# EXERCISE AIM
Find the string "TransactionQuery" in the data, then copy every line where it is found.

# EXERCISE INPUT
_ _ _

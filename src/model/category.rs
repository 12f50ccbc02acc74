use crate::model::{Amount, TransactionType};
use serde::{Deserialize, Serialize};

/// The transaction type a category belongs to, as nested in the category listing.
#[derive(Debug, Clone, PartialEq, Eq, Serialize, Deserialize)]
#[serde(rename_all = "camelCase")]
pub struct CategoryType {
    pub transaction_type_id: TransactionType,
    #[serde(default)]
    pub transaction_type_name: Option<String>,
}

/// A spending or income category known to the backend.
#[derive(Debug, Clone, PartialEq, Eq, Serialize, Deserialize)]
#[serde(rename_all = "camelCase")]
pub struct Category {
    pub category_id: i64,
    pub category_name: String,
    pub transaction_type: CategoryType,
}

impl Category {
    pub fn new(category_id: i64, category_name: impl Into<String>, kind: TransactionType) -> Self {
        Self {
            category_id,
            category_name: category_name.into(),
            transaction_type: CategoryType {
                transaction_type_id: kind,
                transaction_type_name: Some(kind.label().to_lowercase()),
            },
        }
    }

    pub fn kind(&self) -> TransactionType {
        self.transaction_type.transaction_type_id
    }

    pub fn is_expense(&self) -> bool {
        self.kind() == TransactionType::Expense
    }
}

/// Total spend recorded against one expense category for a month.
#[derive(Debug, Clone, PartialEq, Eq, Serialize, Deserialize)]
pub struct CategorySummary {
    pub name: String,
    pub amount: Amount,
}
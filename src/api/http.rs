//! Implements the `Api` trait with `reqwest` against the MyPockit REST backend.

use crate::api::wire::{ApiResponse, TransactionPage, TransactionQuery};
use crate::api::{endpoints, Api, ApiError, ApiResult};
use crate::model::{Amount, Category, Month, TransactionType};
use crate::Result;
use anyhow::Context;
use reqwest::{Method, RequestBuilder, StatusCode};
use rust_decimal::prelude::ToPrimitive;
use serde::de::{DeserializeOwned, IgnoredAny};
use serde_json::json;
use tracing::trace;
use url::Url;

const USER_AGENT: &str = concat!(env!("CARGO_PKG_NAME"), "/", env!("CARGO_PKG_VERSION"));

/// Talks to the backend over HTTP. Every request carries the session's bearer token.
pub(super) struct HttpApi {
    client: reqwest::Client,
    base: Url,
    token: String,
}

impl HttpApi {
    pub(super) fn new(base: Url, token: impl Into<String>) -> Result<Self> {
        let client = reqwest::Client::builder()
            .user_agent(USER_AGENT)
            .build()
            .context("Unable to create the HTTP client")?;
        Ok(Self {
            client,
            base,
            token: token.into(),
        })
    }

    fn request(&self, method: Method, endpoint: &str) -> ApiResult<RequestBuilder> {
        let url = self.base.join(endpoint).map_err(|source| ApiError::Url {
            endpoint: endpoint.to_string(),
            source,
        })?;
        Ok(self
            .client
            .request(method, url)
            .bearer_auth(&self.token))
    }

    async fn get<T>(
        &self,
        endpoint: &str,
        params: &[(&str, String)],
    ) -> ApiResult<ApiResponse<T>>
    where
        T: DeserializeOwned,
    {
        trace!("GET {endpoint} {params:?}");
        let request = self.request(Method::GET, endpoint)?.query(params);
        send(endpoint, request).await
    }
}

/// Sends `request` and decodes the response envelope. A 401 becomes `ApiError::Unauthorized`,
/// any other non-2xx status becomes `ApiError::Status`.
async fn send<T>(endpoint: &str, request: RequestBuilder) -> ApiResult<ApiResponse<T>>
where
    T: DeserializeOwned,
{
    let response = request
        .send()
        .await
        .map_err(|source| ApiError::Transport {
            endpoint: endpoint.to_string(),
            source,
        })?;

    let status = response.status();
    if status == StatusCode::UNAUTHORIZED {
        return Err(ApiError::Unauthorized);
    }
    if !status.is_success() {
        return Err(ApiError::Status {
            endpoint: endpoint.to_string(),
            status: status.as_u16(),
        });
    }

    response
        .json::<ApiResponse<T>>()
        .await
        .map_err(|source| ApiError::Decode {
            endpoint: endpoint.to_string(),
            source,
        })
}

fn month_params(month: Month) -> [(&'static str, String); 2] {
    [
        ("month", month.id().to_string()),
        ("year", month.year().to_string()),
    ]
}

#[async_trait::async_trait]
impl Api for HttpApi {
    async fn total_income_or_expense(
        &self,
        user_id: i64,
        kind: TransactionType,
        month: Month,
    ) -> ApiResult<ApiResponse<Amount>> {
        let mut params = vec![
            ("userId", user_id.to_string()),
            ("transactionTypeId", kind.id().to_string()),
        ];
        params.extend(month_params(month));
        self.get(endpoints::TOTAL_INCOME_OR_EXPENSE, &params).await
    }

    async fn total_no_of_transactions(
        &self,
        user_id: i64,
        month: Month,
    ) -> ApiResult<ApiResponse<u64>> {
        let mut params = vec![("userId", user_id.to_string())];
        params.extend(month_params(month));
        self.get(endpoints::TOTAL_NO_OF_TRANSACTIONS, &params).await
    }

    async fn total_by_category(
        &self,
        email: &str,
        category_id: i64,
        month: Month,
    ) -> ApiResult<ApiResponse<Amount>> {
        let mut params = vec![
            ("email", email.to_string()),
            ("categoryId", category_id.to_string()),
        ];
        params.extend(month_params(month));
        self.get(endpoints::TOTAL_BY_CATEGORY, &params).await
    }

    async fn categories(&self) -> ApiResult<ApiResponse<Vec<Category>>> {
        self.get(endpoints::CATEGORIES, &[]).await
    }

    async fn transactions(
        &self,
        email: &str,
        query: &TransactionQuery,
    ) -> ApiResult<ApiResponse<TransactionPage>> {
        self.get(endpoints::TRANSACTIONS, &query.params(email))
            .await
    }

    async fn budget(&self, month: Month) -> ApiResult<ApiResponse<Amount>> {
        self.get(endpoints::BUDGET, &month_params(month)).await
    }

    async fn create_budget(&self, amount: Amount) -> ApiResult<ApiResponse<IgnoredAny>> {
        trace!("POST {} {amount}", endpoints::CREATE_BUDGET);
        let request = self
            .request(Method::POST, endpoints::CREATE_BUDGET)?
            .json(&json!({ "amount": amount.rounded().value().to_f64() }));
        send(endpoints::CREATE_BUDGET, request).await
    }
}
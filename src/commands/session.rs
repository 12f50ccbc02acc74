//! `pockit login` and `pockit logout`.
//!
//! Signing in happens against the MyPockit web app; these commands only store or forget the
//! resulting session so that other commands can use it.

use crate::api::Session;
use crate::commands::Out;
use crate::{Config, Result};
use anyhow::bail;

/// Stores the session of user `id`/`email` with the bearer `token`, replacing any existing one.
pub async fn login(config: &Config, id: i64, email: &str, token: &str) -> Result<Out<()>> {
    let email = email.trim();
    let token = token.trim();
    if email.is_empty() {
        bail!("An email address is required to log in");
    }
    if token.is_empty() {
        bail!("A token is required to log in");
    }
    let session = Session::new(id, email, token);
    config.session_store().save(&session).await?;
    Ok(format!("Logged in as {email}").into())
}

/// Forgets the stored session.
pub async fn logout(config: &Config) -> Result<Out<()>> {
    let store = config.session_store();
    if !store.exists() {
        return Ok("You are not logged in".into());
    }
    store.clear().await?;
    Ok("Logged out".into())
}
//! Types that represent the data the backend serves, such as `Transaction` and `Category`.
mod amount;
mod category;
mod groups;
mod month;
mod transaction;

pub use amount::{Amount, AmountError, CURRENCY};
pub use category::{Category, CategorySummary, CategoryType};
pub use groups::{DateGroup, DateGroups};
pub use month::Month;
pub use transaction::{Transaction, TransactionType};
//! The stored login session: who the user is and the bearer token their requests carry.

use crate::{utils, Result};
use anyhow::{bail, Context};
use serde::{Deserialize, Serialize};
use std::fmt::{Debug, Formatter};
use std::io::ErrorKind;
use std::path::{Path, PathBuf};
use tracing::debug;

/// The identity of the logged-in user together with their bearer token.
#[derive(Clone, PartialEq, Eq, Serialize, Deserialize)]
pub struct Session {
    id: i64,
    email: String,
    token: String,
}

impl Session {
    pub fn new(id: i64, email: impl Into<String>, token: impl Into<String>) -> Self {
        Self {
            id,
            email: email.into(),
            token: token.into(),
        }
    }

    pub fn id(&self) -> i64 {
        self.id
    }

    pub fn email(&self) -> &str {
        &self.email
    }

    pub fn token(&self) -> &str {
        &self.token
    }
}

impl Debug for Session {
    fn fmt(&self, f: &mut Formatter<'_>) -> std::fmt::Result {
        f.debug_struct("Session")
            .field("id", &self.id)
            .field("email", &self.email)
            .field("token", &"<redacted>")
            .finish()
    }
}

/// Reads, writes and clears the session file at `$POCKIT_HOME/.secrets/session.json`.
#[derive(Debug, Clone)]
pub struct SessionStore {
    path: PathBuf,
}

impl SessionStore {
    pub fn new(path: impl Into<PathBuf>) -> Self {
        Self { path: path.into() }
    }

    pub fn path(&self) -> &Path {
        &self.path
    }

    pub fn exists(&self) -> bool {
        self.path.is_file()
    }

    /// Loads the stored session.
    ///
    /// # Errors
    /// - Returns an error if nobody is logged in or the file cannot be parsed.
    pub async fn load(&self) -> Result<Session> {
        if !self.exists() {
            bail!("You are not logged in, run 'pockit login' first");
        }
        let session: Session = utils::deserialize(&self.path).await?;
        if session.token.trim().is_empty() {
            bail!("The stored session has no token, run 'pockit login' again");
        }
        Ok(session)
    }

    /// Saves `session`, readable only by the current user on Unix-like systems.
    pub async fn save(&self, session: &Session) -> Result<()> {
        let json =
            serde_json::to_string_pretty(session).context("Failed to serialize the session")?;
        utils::write(&self.path, json).await?;

        #[cfg(unix)]
        {
            use std::fs::Permissions;
            use std::os::unix::fs::PermissionsExt;
            std::fs::set_permissions(&self.path, Permissions::from_mode(0o600))
                .context("Failed to set session file permissions")?;
        }

        debug!("Saved session for {} to {}", session.email, self.path.display());
        Ok(())
    }

    /// Deletes the stored session. Clearing an absent session is not an error.
    pub async fn clear(&self) -> Result<()> {
        match tokio::fs::remove_file(&self.path).await {
            Ok(()) => {
                debug!("Removed session file {}", self.path.display());
                Ok(())
            }
            Err(e) if e.kind() == ErrorKind::NotFound => Ok(()),
            Err(e) => Err(e)
                .with_context(|| format!("Unable to remove session file {}", self.path.display())),
        }
    }
}

#[cfg(test)]
mod tests {
    use super::*;
    use tempfile::TempDir;

    #[tokio::test]
    async fn test_save_load_clear() {
        let dir = TempDir::new().unwrap();
        let store = SessionStore::new(dir.path().join("session.json"));
        assert!(store.load().await.is_err());

        let session = Session::new(7, "me@example.com", "abc.def.ghi");
        store.save(&session).await.unwrap();
        assert_eq!(store.load().await.unwrap(), session);

        store.clear().await.unwrap();
        assert!(!store.exists());
        store.clear().await.unwrap();
    }

    #[tokio::test]
    async fn test_blank_token_is_rejected() {
        let dir = TempDir::new().unwrap();
        let store = SessionStore::new(dir.path().join("session.json"));
        store.save(&Session::new(1, "a@b.c", "  ")).await.unwrap();
        assert!(store.load().await.is_err());
    }

    #[test]
    fn test_debug_redacts_token() {
        let s = format!("{:?}", Session::new(1, "a@b.c", "secret-token"));
        assert!(!s.contains("secret-token"));
        assert!(s.contains("a@b.c"));
    }
}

_ _ _

# OUTPUT BELOW
use crate::api::wire::{ApiResponse, TransactionPage, TransactionQuery};
        query: &TransactionQuery,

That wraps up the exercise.